Sarah in the tent said...

'Come, let us build ourselves a city
and a tower with its top in the sky,
and so make a name for ourselves;'

Perhaps this city of brick and bitumen shows an aspiration for the heavenly city of the Book of Revelation. The people of Babel also aspired to a name and to unity (they feared being scattered). These are all good aspirations, but man goes about fulfilling them in an idolatrous way. After all, who is united humanity trying to impress with his name? God? No wonder the whole enterprise backfired! We can all find glory and unity in God's name, which Jesus teaches us to hallow and even to enter in Baptism. Trying to make a name for ourselves will not fulfil our longings - even worse, it distracts us from them.

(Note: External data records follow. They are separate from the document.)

// Copyright (C) 2025 SyncMyOrders Sp. z o.o.
// SPDX-License-Identifier: AGPL-3.0-or-later
//! Configuration auto-completion.
//!
//! Fills in the keys a role needs to boot when the caller asked for auto
//! mode. Keys already present in the document are never touched, so
//! completing a complete document is a no-op.
//!
//! Each role has its own completion function. Within one call the host and
//! port are settled first; every derived path and metrics prefix is then
//! built from the values in the output document.

use std::path::{MAIN_SEPARATOR, Path};
use std::sync::Arc;

use serde_json::{Map, Value};
use tracing::debug;

use crate::error::Result;
use crate::host::HostResolver;
use crate::port::PortAllocator;
use crate::role::Role;

/// Settings for a to-be-started instance, keyed by setting name.
pub type ConfigDocument = Map<String, Value>;

/// Well-known configuration keys.
pub mod keys {
    /// Controller keys.
    pub mod controller {
        /// Advertised host.
        pub const HOST: &str = "controller.host";
        /// Listen port, stored as a string.
        pub const PORT: &str = "controller.port";
        /// Data directory.
        pub const DATA_DIR: &str = "controller.data.dir";
        /// Metrics prefix.
        pub const METRICS_PREFIX: &str = "controller.metrics.prefix";
    }

    /// Broker keys.
    pub mod broker {
        /// Client query port.
        pub const QUERY_PORT: &str = "pinot.broker.client.queryPort";
        /// Metrics name prefix.
        pub const METRICS_PREFIX: &str = "pinot.broker.metrics.prefix";
    }

    /// Server keys.
    pub mod server {
        /// Netty host.
        pub const HOST: &str = "pinot.server.netty.host";
        /// Netty port.
        pub const PORT: &str = "pinot.server.netty.port";
        /// Admin API port.
        pub const ADMIN_API_PORT: &str = "pinot.server.adminapi.port";
        /// Instance data directory.
        pub const DATA_DIR: &str = "pinot.server.instance.dataDir";
        /// Segment tar staging directory.
        pub const SEGMENT_TAR_DIR: &str = "pinot.server.instance.segmentTarDir";
        /// Metrics prefix.
        pub const METRICS_PREFIX: &str = "pinot.server.metrics.prefix";
    }
}

/// Default controller metrics prefix.
pub const DEFAULT_CONTROLLER_METRICS_PREFIX: &str = "pinot.controller";
/// Default broker metrics prefix.
pub const DEFAULT_BROKER_METRICS_PREFIX: &str = "pinot.broker.";
/// Default server metrics prefix.
pub const DEFAULT_SERVER_METRICS_PREFIX: &str = "pinot.server.";

/// Environment constants used by completion.
#[derive(Debug, Clone, PartialEq, Eq)]
pub struct CompletionSettings {
    /// Root for derived directories. Always ends with a path separator.
    pub tmp_dir: String,
    /// Controller metrics prefix, joined to `<host>_<port>` with a dot.
    pub controller_metrics_prefix: String,
    /// Broker metrics prefix, prepended to `<host>_<port>` as is.
    pub broker_metrics_prefix: String,
    /// Server metrics prefix, prepended to `<host>_<port>` as is.
    pub server_metrics_prefix: String,
}

impl Default for CompletionSettings {
    fn default() -> Self {
        Self {
            tmp_dir: tmp_root(&std::env::temp_dir()),
            controller_metrics_prefix: DEFAULT_CONTROLLER_METRICS_PREFIX.to_string(),
            broker_metrics_prefix: DEFAULT_BROKER_METRICS_PREFIX.to_string(),
            server_metrics_prefix: DEFAULT_SERVER_METRICS_PREFIX.to_string(),
        }
    }
}

impl CompletionSettings {
    /// Use `dir` as the root for derived directories.
    pub fn with_tmp_dir(mut self, dir: impl AsRef<Path>) -> Self {
        self.tmp_dir = tmp_root(dir.as_ref());
        self
    }
}

/// Render a directory as a prefix that ends with a separator.
pub fn tmp_root(dir: &Path) -> String {
    let mut root = dir.to_string_lossy().into_owned();
    if !root.ends_with(MAIN_SEPARATOR) && !root.ends_with('/') {
        root.push(MAIN_SEPARATOR);
    }
    root
}

/// Completion function for one role.
type CompleteFn = fn(&CompletionContext, &mut ConfigDocument) -> Result<()>;

/// Completion strategy per role.
fn strategy(role: Role) -> CompleteFn {
    match role {
        Role::Controller => complete_controller,
        Role::Broker => complete_broker,
        Role::Server => complete_server,
    }
}

/// Everything completion depends on besides the document itself.
#[derive(Clone)]
pub struct CompletionContext {
    host_resolver: Arc<dyn HostResolver>,
    port_allocator: Arc<dyn PortAllocator>,
    settings: CompletionSettings,
}

impl CompletionContext {
    /// Create a completion context.
    pub fn new(
        host_resolver: Arc<dyn HostResolver>,
        port_allocator: Arc<dyn PortAllocator>,
        settings: CompletionSettings,
    ) -> Self {
        Self {
            host_resolver,
            port_allocator,
            settings,
        }
    }

    /// Settings in use.
    pub fn settings(&self) -> &CompletionSettings {
        &self.settings
    }

    /// Fill every key `role` needs that `doc` lacks.
    pub fn complete(&self, role: Role, mut doc: ConfigDocument) -> Result<ConfigDocument> {
        let before = doc.len();
        strategy(role)(self, &mut doc)?;
        debug!(
            role = %role,
            added = doc.len() - before,
            "Completed configuration"
        );
        Ok(doc)
    }

    fn host(&self) -> Value {
        Value::String(self.host_resolver.resolve_host())
    }

    fn port(&self) -> Result<u16> {
        self.port_allocator.allocate()
    }
}

/// A key counts as set unless absent or null.
fn is_set(doc: &ConfigDocument, key: &str) -> bool {
    doc.get(key).is_some_and(|v| !v.is_null())
}

fn set_if_absent(
    doc: &mut ConfigDocument,
    key: &str,
    value: impl FnOnce() -> Result<Value>,
) -> Result<()> {
    if !is_set(doc, key) {
        doc.insert(key.to_string(), value()?);
    }
    Ok(())
}

/// Plain text of a value: strings unquoted, everything else as JSON.
fn plain(doc: &ConfigDocument, key: &str) -> String {
    match doc.get(key) {
        Some(Value::String(s)) => s.clone(),
        Some(other) => other.to_string(),
        None => String::new(),
    }
}

fn complete_controller(ctx: &CompletionContext, doc: &mut ConfigDocument) -> Result<()> {
    use keys::controller::*;

    set_if_absent(doc, HOST, || Ok(ctx.host()))?;
    set_if_absent(doc, PORT, || Ok(Value::String(ctx.port()?.to_string())))?;

    let host = plain(doc, HOST);
    let port = plain(doc, PORT);
    let settings = &ctx.settings;

    set_if_absent(doc, DATA_DIR, || {
        Ok(Value::String(format!(
            "{}Controller_{}_{}/data",
            settings.tmp_dir, host, port
        )))
    })?;
    set_if_absent(doc, METRICS_PREFIX, || {
        Ok(Value::String(format!(
            "{}.{}_{}",
            settings.controller_metrics_prefix, host, port
        )))
    })
}

/// The broker never stores a host; one is resolved only for the metrics prefix.
fn complete_broker(ctx: &CompletionContext, doc: &mut ConfigDocument) -> Result<()> {
    use keys::broker::*;

    set_if_absent(doc, QUERY_PORT, || Ok(Value::from(ctx.port()?)))?;

    let query_port = plain(doc, QUERY_PORT);
    set_if_absent(doc, METRICS_PREFIX, || {
        Ok(Value::String(format!(
            "{}{}_{}",
            ctx.settings.broker_metrics_prefix,
            ctx.host_resolver.resolve_host(),
            query_port
        )))
    })
}

fn complete_server(ctx: &CompletionContext, doc: &mut ConfigDocument) -> Result<()> {
    use keys::server::*;

    set_if_absent(doc, HOST, || Ok(ctx.host()))?;
    set_if_absent(doc, PORT, || Ok(Value::from(ctx.port()?)))?;
    set_if_absent(doc, ADMIN_API_PORT, || Ok(Value::from(ctx.port()?)))?;

    let host = plain(doc, HOST);
    let port = plain(doc, PORT);
    let settings = &ctx.settings;

    set_if_absent(doc, DATA_DIR, || {
        Ok(Value::String(format!(
            "{}Server_{}_{}/data",
            settings.tmp_dir, host, port
        )))
    })?;
    set_if_absent(doc, SEGMENT_TAR_DIR, || {
        Ok(Value::String(format!(
            "{}Server_{}_{}/segment",
            settings.tmp_dir, host, port
        )))
    })?;
    set_if_absent(doc, METRICS_PREFIX, || {
        Ok(Value::String(format!(
            "{}{}_{}",
            settings.server_metrics_prefix, host, port
        )))
    })
}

The sacrament of Baptism (when a person enters God's name and receives a new Christian name) involves both losing one's life for the sake of Jesus and the Gospel, and thereby saving one's life, as Jesus promises. This not only fulfils the aspiration of the people of Babel for a 'name', unity and a share in glory, but also gives us something these ambitious people never even dared dream of - eternal life.

'What profit is there for one to gain the whole world and forfeit his life?'

Jesus forfeited his life to gain the whole world, so what profit is there in this? Perhaps the answer is 'God and sinners reconciled', a new creation and the revelation of God as perfect love, mercy and justice ...?

'What could one give in exchange for his life?'

The pat answer under the Law is 'a life for a life' - I give my life because He gave His life for my life. These two questions that Jesus asks are more mysterious that they seem on first reading!